Recovery of polyfunctional TB-specific CD4 cells boosted chances of tuberculosis immune reconstitution inflammatory syndrome (TB-IRIS) after antiretroviral therapy (ART) began in a case-control study of 143 people with active TB [1]. The finding adds to the understanding of this dangerous syndrome in people starting ART with active TB.
 
Several studies show that ART started soon after anti-TB therapy begins promotes survival in people with advanced TB and HIV. But early ART in such patients boosts the risk of paradoxical TB-IRIS, which can require hospital admission, invasive procedures, and corticosteroid therapy. Previous research yielded conflicting results on whether cell-mediated immune responses play a part in the pathogenesis of TB-IRIS. Researchers from the University of Pennsylvania conducted this study to test the hypothesis that "rapid reconstitution of TB-specific polyfunctional CD4 T-cell response on ART is associated with TB-IRIS."
 
The study involved HIV/TB-coinfected people enrolled in a prospective cohort study in Botswana. All participants had a CD4 count below 125, and none had taken antiretroviral therapy. All were scheduled to start ART within 2 months of starting anti-TB therapy. No one had evidence of drug-resistant TB, and no one was pregnant or taking steroids.
 
The primary outcome was TB-IRIS within 6 months of starting ART, and the main exposure variable was change in polyfunctional (IFN-gamma+, TNF-alpha+, IL-2+) CD4-cell response from baseline to 4 weeks after starting ART. Cases were patients who had TB-IRIS within 6 months of starting ART, and controls were survivors without TB-IRIS.
 
The 31 cases and 112 controls did not differ in proportion of women (45% and 41%), average age (37 and 36), median time to starting ART (30 and 27 days), or baseline CD4 count (62 and 66) or viral load (5.4 and 5.5 log copies). A higher proportion of cases than controls started a nevirapine-based regimen (23% versus 9%, P = 0.04), and a lower proportion of cases had a body mass index below 19 kg/m(2) (32% versus 51%, P = 0.06). Only 1 of 31 people with TB-IRIS died, and no one received corticosteroids. At baseline cases had a higher frequency of effector memory CD8 cells than controls (P = 0.04), but otherwise cases and controls did not differ in baseline or week 4 memory CD4 or CD8 cells or immune activation of CD4 or CD8 cells.
 
The researchers could measure change from baseline in levels of polyfunctional CD4-cell responses in 8 cases and 37 controls.

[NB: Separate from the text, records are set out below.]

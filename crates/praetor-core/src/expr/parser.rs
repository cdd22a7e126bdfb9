//! Recursive-descent parser producing the expression AST.
//!
//! Grammar (lowest precedence first):
//!
//! ```text
//! expr      = or ("?" expr ":" expr)?
//! or        = and ("||" and)*
//! and       = relation ("&&" relation)*
//! relation  = additive (("==" | "!=" | "<" | "<=" | ">" | ">=" | "in") additive)?
//! additive  = mult (("+" | "-") mult)*
//! mult      = unary (("*" | "/" | "%") unary)*
//! unary     = ("!" | "-") unary | postfix
//! postfix   = primary ("." IDENT ("(" args ")")? | "[" expr "]")*
//! primary   = literal | "[" args "]" | "(" expr ")" | IDENT "(" args ")" | IDENT
//! ```
//!
//! Name resolution happens here: root identifiers and function names are checked
//! at compile time, so evaluation never meets an unknown name.

use std::sync::Arc;

use regex::Regex;

use crate::error::ExprError;
use crate::expr::functions::{compile_regex, Builtin};
use crate::expr::lexer::Token;
use crate::value::Value;

/// Root bindings available to every expression.
#[derive(Debug, Clone, Copy, PartialEq, Eq)]
pub enum Root {
    Principal,
    Resource,
    Request,
    AuxData,
    Now,
}

impl Root {
    fn lookup(name: &str) -> Option<Self> {
        Some(match name {
            "principal" => Root::Principal,
            "resource" => Root::Resource,
            "request" => Root::Request,
            "auxData" => Root::AuxData,
            "now" => Root::Now,
            _ => return None,
        })
    }
}

#[derive(Debug, Clone, Copy, PartialEq, Eq)]
pub enum UnaryOp {
    Not,
    Neg,
}

#[derive(Debug, Clone, Copy, PartialEq, Eq)]
pub enum BinaryOp {
    Eq,
    Ne,
    Lt,
    Le,
    Gt,
    Ge,
    In,
    Add,
    Sub,
    Mul,
    Div,
    Rem,
    And,
    Or,
}

#[derive(Debug, Clone)]
pub enum Expr {
    Literal(Value),
    Root(Root),
    List(Vec<Expr>),
    Select {
        operand: Box<Expr>,
        field: String,
    },
    Index {
        operand: Box<Expr>,
        index: Box<Expr>,
    },
    Has {
        operand: Box<Expr>,
        field: String,
    },
    Unary {
        op: UnaryOp,
        operand: Box<Expr>,
    },
    Binary {
        op: BinaryOp,
        left: Box<Expr>,
        right: Box<Expr>,
    },
    Conditional {
        cond: Box<Expr>,
        then: Box<Expr>,
        otherwise: Box<Expr>,
    },
    Call {
        func: Builtin,
        args: Vec<Expr>,
    },
    /// `matches` with a literal pattern, compiled once at parse time.
    MatchesLiteral {
        target: Box<Expr>,
        regex: Arc<Regex>,
    },
}

impl Expr {
    fn children(&self) -> Vec<&Expr> {
        match self {
            Expr::Literal(_) | Expr::Root(_) => vec![],
            Expr::List(items) | Expr::Call { args: items, .. } => items.iter().collect(),
            Expr::Select { operand, .. } | Expr::Has { operand, .. } | Expr::Unary { operand, .. } => {
                vec![&**operand]
            }
            Expr::MatchesLiteral { target, .. } => vec![&**target],
            Expr::Index { operand, index } => vec![&**operand, &**index],
            Expr::Binary { left, right, .. } => vec![&**left, &**right],
            Expr::Conditional { cond, then, otherwise } => vec![&**cond, &**then, &**otherwise],
        }
    }

    /// Tree height, computed without recursion.
    pub fn height(&self) -> usize {
        let mut max = 0;
        let mut stack = vec![(self, 1usize)];
        while let Some((node, depth)) = stack.pop() {
            max = max.max(depth);
            for child in node.children() {
                stack.push((child, depth + 1));
            }
        }
        max
    }
}

pub(crate) struct Parser {
    tokens: Vec<Token>,
    pos: usize,
    depth: usize,
    max_depth: usize,
    regex_size_limit: usize,
    pub(crate) uses_now: bool,
}

impl Parser {
    pub(crate) fn new(tokens: Vec<Token>, max_depth: usize, regex_size_limit: usize) -> Self {
        Self {
            tokens,
            pos: 0,
            depth: 0,
            max_depth,
            regex_size_limit,
            uses_now: false,
        }
    }

    fn peek(&self) -> Option<&Token> {
        self.tokens.get(self.pos)
    }

    fn advance(&mut self) -> Option<Token> {
        let tok = self.tokens.get(self.pos).cloned();
        self.pos += 1;
        tok
    }

    fn eat(&mut self, tok: &Token) -> bool {
        if self.peek() == Some(tok) {
            self.pos += 1;
            true
        } else {
            false
        }
    }

    fn expect(&mut self, tok: Token, what: &str) -> Result<(), ExprError> {
        match self.advance() {
            Some(t) if t == tok => Ok(()),
            Some(t) => Err(ExprError::parse(format!("expected {what}, found {t:?}"))),
            None => Err(ExprError::parse(format!("expected {what}, found end of input"))),
        }
    }

    fn enter(&mut self) -> Result<(), ExprError> {
        self.depth += 1;
        if self.depth > self.max_depth {
            return Err(ExprError::parse(format!(
                "expression nested deeper than {}",
                self.max_depth
            )));
        }
        Ok(())
    }

    fn leave(&mut self) {
        self.depth -= 1;
    }

    /// Parse the whole token stream.
    pub(crate) fn parse(&mut self) -> Result<Expr, ExprError> {
        if self.tokens.is_empty() {
            return Err(ExprError::parse("empty expression"));
        }
        let expr = self.parse_expr()?;
        if let Some(tok) = self.peek() {
            return Err(ExprError::parse(format!("unexpected trailing token: {tok:?}")));
        }
        Ok(expr)
    }

    fn parse_expr(&mut self) -> Result<Expr, ExprError> {
        self.enter()?;
        let cond = self.parse_or()?;
        let expr = if self.eat(&Token::Question) {
            let then = self.parse_expr()?;
            self.expect(Token::Colon, "`:` in conditional")?;
            let otherwise = self.parse_expr()?;
            Expr::Conditional {
                cond: Box::new(cond),
                then: Box::new(then),
                otherwise: Box::new(otherwise),
            }
        } else {
            cond
        };
        self.leave();
        Ok(expr)
    }

    /// One more link in a left-nested operator or postfix chain. A chain nests
    /// the tree as deeply as parentheses do, so it counts against the same
    /// limit and is cut off before the next node is built.
    fn link(&mut self, links: &mut usize) -> Result<(), ExprError> {
        self.enter()?;
        *links += 1;
        Ok(())
    }

    fn unlink(&mut self, links: usize) {
        self.depth -= links;
    }

    fn parse_or(&mut self) -> Result<Expr, ExprError> {
        let mut left = self.parse_and()?;
        let mut links = 0;
        while self.eat(&Token::Or) {
            self.link(&mut links)?;
            let right = self.parse_and()?;
            left = binary(BinaryOp::Or, left, right);
        }
        self.unlink(links);
        Ok(left)
    }

    fn parse_and(&mut self) -> Result<Expr, ExprError> {
        let mut left = self.parse_relation()?;
        let mut links = 0;
        while self.eat(&Token::And) {
            self.link(&mut links)?;
            let right = self.parse_relation()?;
            left = binary(BinaryOp::And, left, right);
        }
        self.unlink(links);
        Ok(left)
    }

    fn parse_relation(&mut self) -> Result<Expr, ExprError> {
        let left = self.parse_additive()?;
        let op = match self.peek() {
            Some(Token::Eq) => BinaryOp::Eq,
            Some(Token::Ne) => BinaryOp::Ne,
            Some(Token::Lt) => BinaryOp::Lt,
            Some(Token::Le) => BinaryOp::Le,
            Some(Token::Gt) => BinaryOp::Gt,
            Some(Token::Ge) => BinaryOp::Ge,
            Some(Token::In) => BinaryOp::In,
            _ => return Ok(left),
        };
        self.advance();
        let right = self.parse_additive()?;
        Ok(binary(op, left, right))
    }

    fn parse_additive(&mut self) -> Result<Expr, ExprError> {
        let mut left = self.parse_mult()?;
        let mut links = 0;
        loop {
            let op = match self.peek() {
                Some(Token::Plus) => BinaryOp::Add,
                Some(Token::Minus) => BinaryOp::Sub,
                _ => break,
            };
            self.advance();
            self.link(&mut links)?;
            let right = self.parse_mult()?;
            left = binary(op, left, right);
        }
        self.unlink(links);
        Ok(left)
    }

    fn parse_mult(&mut self) -> Result<Expr, ExprError> {
        let mut left = self.parse_unary()?;
        let mut links = 0;
        loop {
            let op = match self.peek() {
                Some(Token::Star) => BinaryOp::Mul,
                Some(Token::Slash) => BinaryOp::Div,
                Some(Token::Percent) => BinaryOp::Rem,
                _ => break,
            };
            self.advance();
            self.link(&mut links)?;
            let right = self.parse_unary()?;
            left = binary(op, left, right);
        }
        self.unlink(links);
        Ok(left)
    }

    fn parse_unary(&mut self) -> Result<Expr, ExprError> {
        let op = match self.peek() {
            Some(Token::Not) => UnaryOp::Not,
            Some(Token::Minus) => UnaryOp::Neg,
            _ => return self.parse_postfix(),
        };
        self.advance();
        self.enter()?;
        let operand = self.parse_unary()?;
        self.leave();

        // Fold negative literals.
        Ok(match (op, operand) {
            (UnaryOp::Neg, Expr::Literal(Value::Int(n))) => Expr::Literal(Value::Int(-n)),
            (UnaryOp::Neg, Expr::Literal(Value::Double(f))) => Expr::Literal(Value::Double(-f)),
            (op, operand) => Expr::Unary { op, operand: Box::new(operand) },
        })
    }

    fn parse_postfix(&mut self) -> Result<Expr, ExprError> {
        let mut expr = self.parse_primary()?;
        let mut links = 0;
        loop {
            if self.eat(&Token::Dot) {
                self.link(&mut links)?;
                let name = match self.advance() {
                    Some(Token::Ident(name)) => name,
                    _ => return Err(ExprError::parse("expected identifier after `.`")),
                };
                if self.eat(&Token::LParen) {
                    let mut args = vec![expr];
                    args.extend(self.parse_args(Token::RParen)?);
                    expr = self.make_call(&name, args)?;
                } else {
                    expr = Expr::Select { operand: Box::new(expr), field: name };
                }
            } else if self.eat(&Token::LBracket) {
                self.link(&mut links)?;
                self.enter()?;
                let index = self.parse_expr()?;
                self.leave();
                self.expect(Token::RBracket, "`]`")?;
                expr = Expr::Index { operand: Box::new(expr), index: Box::new(index) };
            } else {
                self.unlink(links);
                return Ok(expr);
            }
        }
    }

    fn parse_primary(&mut self) -> Result<Expr, ExprError> {
        match self.advance() {
            Some(Token::Int(n)) => Ok(Expr::Literal(Value::Int(n))),
            Some(Token::Float(f)) => Ok(Expr::Literal(Value::Double(f))),
            Some(Token::Str(s)) => Ok(Expr::Literal(Value::String(s))),
            Some(Token::True) => Ok(Expr::Literal(Value::Bool(true))),
            Some(Token::False) => Ok(Expr::Literal(Value::Bool(false))),
            Some(Token::Null) => Ok(Expr::Literal(Value::Null)),
            Some(Token::LBracket) => Ok(Expr::List(self.parse_args(Token::RBracket)?)),
            Some(Token::LParen) => {
                let expr = self.parse_expr()?;
                self.expect(Token::RParen, "closing parenthesis `)`")?;
                Ok(expr)
            }
            Some(Token::Ident(name)) => {
                if self.eat(&Token::LParen) {
                    if name == "has" {
                        return self.parse_has();
                    }
                    let args = self.parse_args(Token::RParen)?;
                    return self.make_call(&name, args);
                }
                let root = Root::lookup(&name)
                    .ok_or_else(|| ExprError::parse(format!("unknown identifier `{name}`")))?;
                if root == Root::Now {
                    self.uses_now = true;
                }
                Ok(Expr::Root(root))
            }
            Some(other) => Err(ExprError::parse(format!("unexpected token: {other:?}"))),
            None => Err(ExprError::parse("unexpected end of input")),
        }
    }

    /// Comma-separated expressions up to (and consuming) `close`.
    fn parse_args(&mut self, close: Token) -> Result<Vec<Expr>, ExprError> {
        let mut args = Vec::new();
        if self.eat(&close) {
            return Ok(args);
        }
        self.enter()?;
        loop {
            args.push(self.parse_expr()?);
            if self.eat(&Token::Comma) {
                continue;
            }
            self.expect(close.clone(), "`,` or closing delimiter")?;
            break;
        }
        self.leave();
        Ok(args)
    }

    /// `has(x.field)`; the argument must be a field selection.
    fn parse_has(&mut self) -> Result<Expr, ExprError> {
        self.enter()?;
        let arg = self.parse_expr()?;
        self.leave();
        self.expect(Token::RParen, "closing parenthesis `)`")?;
        match arg {
            Expr::Select { operand, field } => Ok(Expr::Has { operand, field }),
            _ => Err(ExprError::parse("has() requires a field selection like `has(x.field)`")),
        }
    }

    fn make_call(&mut self, name: &str, mut args: Vec<Expr>) -> Result<Expr, ExprError> {
        let func = Builtin::lookup(name)
            .ok_or_else(|| ExprError::parse(format!("unknown function `{name}`")))?;
        if args.len() != func.arity() {
            return Err(ExprError::parse(format!(
                "{}() expects {} argument(s), got {}",
                func.name(),
                func.arity(),
                args.len()
            )));
        }
        if func == Builtin::Now {
            self.uses_now = true;
        }
        if func == Builtin::Matches {
            if let Some(Expr::Literal(Value::String(pattern))) = args.get(1) {
                let regex = compile_regex(pattern, self.regex_size_limit)?;
                let target = args.swap_remove(0);
                return Ok(Expr::MatchesLiteral { target: Box::new(target), regex: Arc::new(regex) });
            }
        }
        Ok(Expr::Call { func, args })
    }
}

fn binary(op: BinaryOp, left: Expr, right: Expr) -> Expr {
    Expr::Binary { op, left: Box::new(left), right: Box::new(right) }
}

In those patients the frequency of TB-specific polyfunctional CD4-cell responses increased significantly more in cases than controls (median 0.38% versus 0.03%, P = 0.02). Logistic regression analysis indicated that every quartile increase in TB-specific polyfunctional responses meant a 2.8-fold increase in odds of TB-IRIS (95% confidence interval [CI] 1.1 to 7.5). Polyfunctional response level 4 weeks after ART began was associated with 3.5 times higher odds of TB-IRIS (adjusted odds ratio 3.5, 95% CI 1.4 to 8.8).
 
The University of Pennsylvania team concluded that "robust recovery of polyfunctional TB-specific CD4 T cells is independently associated with paradoxical TB-IRIS." They cautioned that broadly suppressive therapies to prevent TB-IRIS in HIV/TB patients "may impede recovery of host protective T-cell responses known to combat TB." But they suggested a "potential role" for anti-TNF-alpha immunotherapy to treat severe TB-IRIS.
 
Reference
 
1. Ravimohan S, Tamuhla N, Nfanyana K, et al. Reconstitution of polyfunctional TB-specific CD4+ T-cells in TB-IRIS. ICAAC 2015, September 17-21, 2015, San Diego.